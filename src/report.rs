//! Payloads handed to the persistence/API layer.

use serde::Serialize;

use crate::options::SyncOptions;
use crate::stats::{TrackAnalysis, analyze};
use crate::sync::synchronize;
use crate::track_types::*;

/// Statistics in the shape the tour API responds with.
#[derive(Debug, Clone, PartialEq, Serialize)]
#[serde(rename_all = "camelCase")]
pub struct StatsPayload {
    /// Kilometers.
    pub distance: f64,
    /// Seconds.
    pub duration: f64,
    pub avg_speed: f64,
    pub max_speed: f64,
    pub elevation_gain: f64,
    pub max_altitude: f64,
}

impl From<&TripStatistics> for StatsPayload {
    fn from(s: &TripStatistics) -> Self {
        Self {
            distance: s.total_distance_km,
            duration: s.total_duration_seconds,
            avg_speed: s.average_speed_kmh,
            max_speed: s.max_speed_kmh,
            elevation_gain: s.elevation_gain_meters,
            max_altitude: s.max_altitude_meters,
        }
    }
}

/// Columns stored alongside a tour record.
#[derive(Debug, Clone, PartialEq, Serialize)]
pub struct TourStatsRecord {
    pub distance_km: f64,
    pub elevation_gain: f64,
    pub duration_seconds: f64,
    pub max_speed: f64,
    pub max_altitude: f64,
}

impl From<&TripStatistics> for TourStatsRecord {
    fn from(s: &TripStatistics) -> Self {
        Self {
            distance_km: s.total_distance_km,
            elevation_gain: s.elevation_gain_meters,
            duration_seconds: s.total_duration_seconds,
            max_speed: s.max_speed_kmh,
            max_altitude: s.max_altitude_meters,
        }
    }
}

/// Everything the player needs for one tour's GPS track.
#[derive(Debug, Clone, PartialEq, Serialize)]
#[serde(rename_all = "camelCase")]
pub struct TrackReport {
    pub name: String,
    /// Author, link and time from the document's `<metadata>`.
    pub metadata: Option<TrackMetadata>,
    pub bounds: Option<Bounds>,
    pub points: Vec<EnrichedTrackPoint>,
    /// Present only when the tour's video duration is known.
    pub synchronized: Option<Vec<SynchronizedPoint>>,
    pub statistics: StatsPayload,
}

impl TrackReport {
    /// Build the report for a parsed track. Synchronization uses the
    /// trip-creation policy and is skipped unless `video_duration_seconds`
    /// is a positive number.
    pub fn build(track: &ParsedTrack, video_duration_seconds: Option<f64>) -> Self {
        let analysis = analyze(&track.points);
        Self {
            metadata: track.metadata.clone(),
            ..Self::from_analysis(track.name.clone(), &analysis, video_duration_seconds)
        }
    }

    pub fn from_analysis(
        name: String,
        analysis: &TrackAnalysis,
        video_duration_seconds: Option<f64>,
    ) -> Self {
        let synchronized = video_duration_seconds
            .filter(|d| d.is_finite() && *d > 0.0)
            .and_then(|d| synchronize(analysis, d, &SyncOptions::trip_creation()).ok());

        Self {
            name,
            metadata: None,
            bounds: analysis.bounds(),
            points: analysis.points.clone(),
            synchronized,
            statistics: StatsPayload::from(&analysis.statistics),
        }
    }
}
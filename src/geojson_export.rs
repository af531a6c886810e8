use geojson::{Feature, Geometry, Value};
use serde_json::{Map, Value as JsonValue};

use crate::stats::TrackAnalysis;
use crate::track_types::*;

/// Convert an analysed track to a GeoJSON Feature carrying its statistics.
///
/// Two or more points give a LineString, a single point gives a Point and an
/// empty track gives a Feature without geometry.
pub fn to_feature(name: &str, analysis: &TrackAnalysis) -> Feature {
    let with_ele = analysis.statistics.has_elevation;
    let geometry = match analysis.points.as_slice() {
        [] => None,
        [only] => Some(Geometry::new(Value::Point(point_coords(&only.point, with_ele)))),
        points => {
            let coords: Vec<Vec<f64>> = points
                .iter()
                .map(|p| point_coords(&p.point, with_ele))
                .collect();
            Some(Geometry::new(Value::LineString(coords)))
        }
    };

    let mut props = match serde_json::to_value(&analysis.statistics) {
        Ok(JsonValue::Object(map)) => map,
        _ => Map::new(),
    };
    props.insert("name".to_string(), JsonValue::String(name.to_string()));

    if analysis.points.iter().any(|p| p.point.timestamp.is_some()) {
        insert_coordinate_times(&mut props, &analysis.points);
    }

    Feature {
        bbox: None,
        geometry,
        id: None,
        properties: Some(props),
        foreign_members: None,
    }
}

/// Build [lon, lat] or [lon, lat, ele] coordinate array. The dimension is
/// chosen once per track; a point without `<ele>` gets 0.
fn point_coords(pt: &TrackPoint, with_ele: bool) -> Vec<f64> {
    if with_ele {
        vec![pt.longitude, pt.latitude, pt.elevation_or_default()]
    } else {
        vec![pt.longitude, pt.latitude]
    }
}

fn insert_coordinate_times(props: &mut Map<String, JsonValue>, points: &[EnrichedTrackPoint]) {
    let times: Vec<JsonValue> = points
        .iter()
        .map(|p| {
            p.point
                .timestamp
                .and_then(|t| t.format(&time::format_description::well_known::Rfc3339).ok())
                .map_or(JsonValue::Null, JsonValue::String)
        })
        .collect();

    let mut coord_props = Map::new();
    coord_props.insert("times".to_string(), JsonValue::Array(times));
    props.insert(
        "coordinateProperties".to_string(),
        JsonValue::Object(coord_props),
    );
}
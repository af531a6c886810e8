use crate::track_types::{Bounds, TrackPoint};

/// Mean Earth radius used by every distance in the crate.
pub const EARTH_RADIUS_METERS: f64 = 6_371_000.0;

/// Great-circle distance in meters between two WGS84 positions (Haversine).
///
/// Coordinates are decimal degrees and are not range-checked.
pub fn haversine_distance(lat1: f64, lon1: f64, lat2: f64, lon2: f64) -> f64 {
    let phi1 = lat1.to_radians();
    let phi2 = lat2.to_radians();
    let d_phi = (lat2 - lat1).to_radians();
    let d_lambda = (lon2 - lon1).to_radians();

    let a = (d_phi / 2.0).sin().powi(2) + phi1.cos() * phi2.cos() * (d_lambda / 2.0).sin().powi(2);
    // Clamp rounding overshoot so sqrt(1 - a) stays real for antipodal points.
    let a = a.clamp(0.0, 1.0);
    let c = 2.0 * a.sqrt().atan2((1.0 - a).sqrt());

    EARTH_RADIUS_METERS * c
}

/// Distance in meters between two track points.
pub fn point_distance(a: &TrackPoint, b: &TrackPoint) -> f64 {
    haversine_distance(a.latitude, a.longitude, b.latitude, b.longitude)
}

/// Bounding box of the points, or `None` for an empty slice.
pub fn track_bounds<'a, I>(points: I) -> Option<Bounds>
where
    I: IntoIterator<Item = &'a TrackPoint>,
{
    points.into_iter().fold(None, |acc, p| {
        Some(match acc {
            None => Bounds {
                min_lat: p.latitude,
                max_lat: p.latitude,
                min_lon: p.longitude,
                max_lon: p.longitude,
            },
            Some(b) => Bounds {
                min_lat: b.min_lat.min(p.latitude),
                max_lat: b.max_lat.max(p.latitude),
                min_lon: b.min_lon.min(p.longitude),
                max_lon: b.max_lon.max(p.longitude),
            },
        })
    })
}
// src/codec.rs

//! Base64url helpers for JWT segments and JWK components.
//!
//! JWT encoders omit the trailing `=` padding, so input is re-padded to a
//! multiple of four before decoding with the URL-safe alphabet.

use base64::alphabet;
use base64::engine::general_purpose::{GeneralPurpose, GeneralPurposeConfig, URL_SAFE_NO_PAD};
use base64::engine::{DecodePaddingMode, Engine};
use base64::DecodeError;

const PADDED_URL_SAFE: GeneralPurpose = GeneralPurpose::new(
    &alphabet::URL_SAFE,
    GeneralPurposeConfig::new()
        .with_decode_padding_mode(DecodePaddingMode::RequireCanonical)
        .with_decode_allow_trailing_bits(true),
);

/// Decodes a base64url string whose `=` padding may be missing.
pub fn decode(data: impl AsRef<[u8]>) -> Result<Vec<u8>, DecodeError> {
    PADDED_URL_SAFE.decode(pad(data.as_ref()))
}

/// Encodes bytes as unpadded base64url, the form used on the wire.
pub fn encode(data: impl AsRef<[u8]>) -> String {
    URL_SAFE_NO_PAD.encode(data)
}

fn pad(data: &[u8]) -> Vec<u8> {
    let mut padded = data.to_vec();
    let remainder = padded.len() % 4;
    if remainder > 0 {
        padded.resize(padded.len() + (4 - remainder), b'=');
    }
    padded
}

#[cfg(test)]
mod tests {
    use super::*;

    #[test]
    fn decodes_with_any_amount_of_missing_padding() {
        for input in [&b""[..], b"f", b"fo", b"foo", b"foob", b"fooba", b"foobar"] {
            let unpadded = encode(input);
            assert_eq!(decode(&unpadded).unwrap(), input);

            let padded = base64::engine::general_purpose::URL_SAFE.encode(input);
            assert_eq!(decode(&padded).unwrap(), input);
        }
    }

    #[test]
    fn uses_url_safe_alphabet() {
        assert_eq!(decode("-_8").unwrap(), vec![0xfb, 0xff]);
        assert!(decode("+/8").is_err());
    }

    #[test]
    fn rejects_impossible_length() {
        assert!(decode("abcde").is_err());
    }

    #[test]
    fn rejects_characters_outside_alphabet() {
        assert!(decode("ab$d").is_err());
        assert!(decode("ab.d").is_err());
    }

    #[test]
    fn tolerates_trailing_bits() {
        // "QR" carries one byte plus four non-zero trailing bits.
        assert_eq!(decode("QR").unwrap(), vec![0x41]);
    }
}
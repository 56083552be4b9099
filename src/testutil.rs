// src/testutil.rs

//! Fixtures shared by the unit tests: a fixed RSA key and a token signer.

use crate::codec;
use crate::key::PinnedPublicKey;
use rsa::pkcs8::DecodePrivateKey;
use rsa::{Pkcs1v15Sign, RsaPrivateKey};
use sha2::{Digest, Sha256};

const TEST_PRIVATE_KEY_PEM: &str = include_str!("../tests/fixtures/test_private_key.pem");

pub(crate) fn private_key() -> RsaPrivateKey {
    RsaPrivateKey::from_pkcs8_pem(TEST_PRIVATE_KEY_PEM).expect("fixture key parses")
}

pub(crate) fn pinned_key(kid: &str) -> PinnedPublicKey {
    PinnedPublicKey::new(kid, private_key().to_public_key())
}

/// Builds `header.payload.signature` with an RS256 signature from the fixture key.
pub(crate) fn sign_token(header: &serde_json::Value, payload: &serde_json::Value) -> String {
    let signed = format!(
        "{}.{}",
        codec::encode(header.to_string()),
        codec::encode(payload.to_string())
    );
    let digest = Sha256::digest(signed.as_bytes());
    let signature = private_key()
        .sign(Pkcs1v15Sign::new::<Sha256>(), &digest)
        .expect("signing with fixture key");
    format!("{}.{}", signed, codec::encode(signature))
}

/// The claim set used throughout the token tests.
pub(crate) fn k1_claims() -> serde_json::Value {
    serde_json::json!({
        "iss": "https://provider.example",
        "sub": "user-123",
        "aud": "com.example.app",
        "iat": 1000,
        "exp": 2000,
        "nonce_supported": true
    })
}

pub(crate) fn k1_header() -> serde_json::Value {
    serde_json::json!({ "kid": "K1", "alg": "RS256" })
}
// src/config.rs

use crate::error::{Result, SiwaError};
use once_cell::sync::Lazy;
use std::time::Duration;
use url::Url;

/// Apple's published JSON Web Key Set.
pub const APPLE_KEY_SET_URL: &str = "https://appleid.apple.com/auth/keys";

const DEFAULT_REQUEST_TIMEOUT: Duration = Duration::from_secs(10);

static APPLE_KEY_SET: Lazy<Url> =
    Lazy::new(|| Url::parse(APPLE_KEY_SET_URL).expect("APPLE_KEY_SET_URL is a valid URL"));

/// Settings for fetching the provider's public keys.
///
/// Everything the library needs is carried here explicitly; nothing is read
/// from the environment. `Config::default()` targets Apple; use
/// [`ConfigBuilder`] to override any setting.
#[derive(Debug, Clone)]
pub struct Config {
    /// The key set endpoint.
    pub key_set_url: Url,
    /// Upper bound on a single key set fetch, including connecting and reading the body.
    pub request_timeout: Duration,
    /// Optional `User-Agent` header for key set requests.
    pub user_agent: Option<String>,
}

impl Default for Config {
    fn default() -> Self {
        Self {
            key_set_url: APPLE_KEY_SET.clone(),
            request_timeout: DEFAULT_REQUEST_TIMEOUT,
            user_agent: None,
        }
    }
}

/// A builder for creating a `Config` instance.
#[derive(Debug, Default)]
pub struct ConfigBuilder {
    key_set_url: Option<Url>,
    request_timeout: Option<Duration>,
    user_agent: Option<String>,
}

impl ConfigBuilder {
    /// Creates a new `ConfigBuilder`.
    pub fn new() -> Self {
        Self::default()
    }

    /// Overrides the key set endpoint. Defaults to [`APPLE_KEY_SET_URL`].
    ///
    /// # Errors
    ///
    /// Returns [`SiwaError::InvalidUrl`] if `url` cannot be parsed.
    pub fn key_set_url(mut self, url: &str) -> Result<Self> {
        let parsed_url = Url::parse(url).map_err(|e| SiwaError::InvalidUrl(e.to_string()))?;
        self.key_set_url = Some(parsed_url);
        Ok(self)
    }

    /// Sets the timeout for key set requests. Defaults to 10 seconds.
    pub fn request_timeout(mut self, timeout: Duration) -> Self {
        self.request_timeout = Some(timeout);
        self
    }

    pub fn user_agent(mut self, user_agent: impl Into<String>) -> Self {
        self.user_agent = Some(user_agent.into());
        self
    }

    /// Consumes the builder and returns a `Config` object.
    ///
    /// # Errors
    ///
    /// Returns [`SiwaError::InvalidConfiguration`] if the request timeout is zero.
    pub fn build(self) -> Result<Config> {
        let request_timeout = self.request_timeout.unwrap_or(DEFAULT_REQUEST_TIMEOUT);
        if request_timeout.is_zero() {
            return Err(SiwaError::InvalidConfiguration(
                "request_timeout must be greater than zero".to_string(),
            ));
        }
        let key_set_url = self.key_set_url.unwrap_or_else(|| APPLE_KEY_SET.clone());

        Ok(Config {
            key_set_url,
            request_timeout,
            user_agent: self.user_agent,
        })
    }
}

#[cfg(test)]
mod tests {
    use super::*;

    #[test]
    fn defaults_target_apple() {
        let config = ConfigBuilder::new().build().unwrap();
        assert_eq!(config.key_set_url.as_str(), APPLE_KEY_SET_URL);
        assert_eq!(config.request_timeout, Duration::from_secs(10));
        assert!(config.user_agent.is_none());
    }

    #[test]
    fn default_config_matches_untouched_builder() {
        let config = Config::default();
        let built = ConfigBuilder::new().build().unwrap();
        assert_eq!(config.key_set_url, built.key_set_url);
        assert_eq!(config.key_set_url.as_str(), APPLE_KEY_SET_URL);
        assert_eq!(config.request_timeout, Duration::from_secs(10));
        assert!(config.user_agent.is_none());
    }

    #[test]
    fn overrides_are_applied() {
        let config = ConfigBuilder::new()
            .key_set_url("http://127.0.0.1:8080/keys")
            .unwrap()
            .request_timeout(Duration::from_millis(250))
            .user_agent("siwa-tests")
            .build()
            .unwrap();
        assert_eq!(config.key_set_url.as_str(), "http://127.0.0.1:8080/keys");
        assert_eq!(config.request_timeout, Duration::from_millis(250));
        assert_eq!(config.user_agent.as_deref(), Some("siwa-tests"));
    }

    #[test]
    fn invalid_url_is_rejected() {
        assert!(matches!(
            ConfigBuilder::new().key_set_url("not a url"),
            Err(SiwaError::InvalidUrl(_))
        ));
    }

    #[test]
    fn zero_timeout_is_rejected() {
        assert!(matches!(
            ConfigBuilder::new().request_timeout(Duration::ZERO).build(),
            Err(SiwaError::InvalidConfiguration(_))
        ));
    }
}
- - -
• _Task item_: Check each line above for the string "filename" and show the ones that have it.

• _Completed exercise_:
filename src/report.rs
filename src/geojson_export.rs
filename src/testutil.rs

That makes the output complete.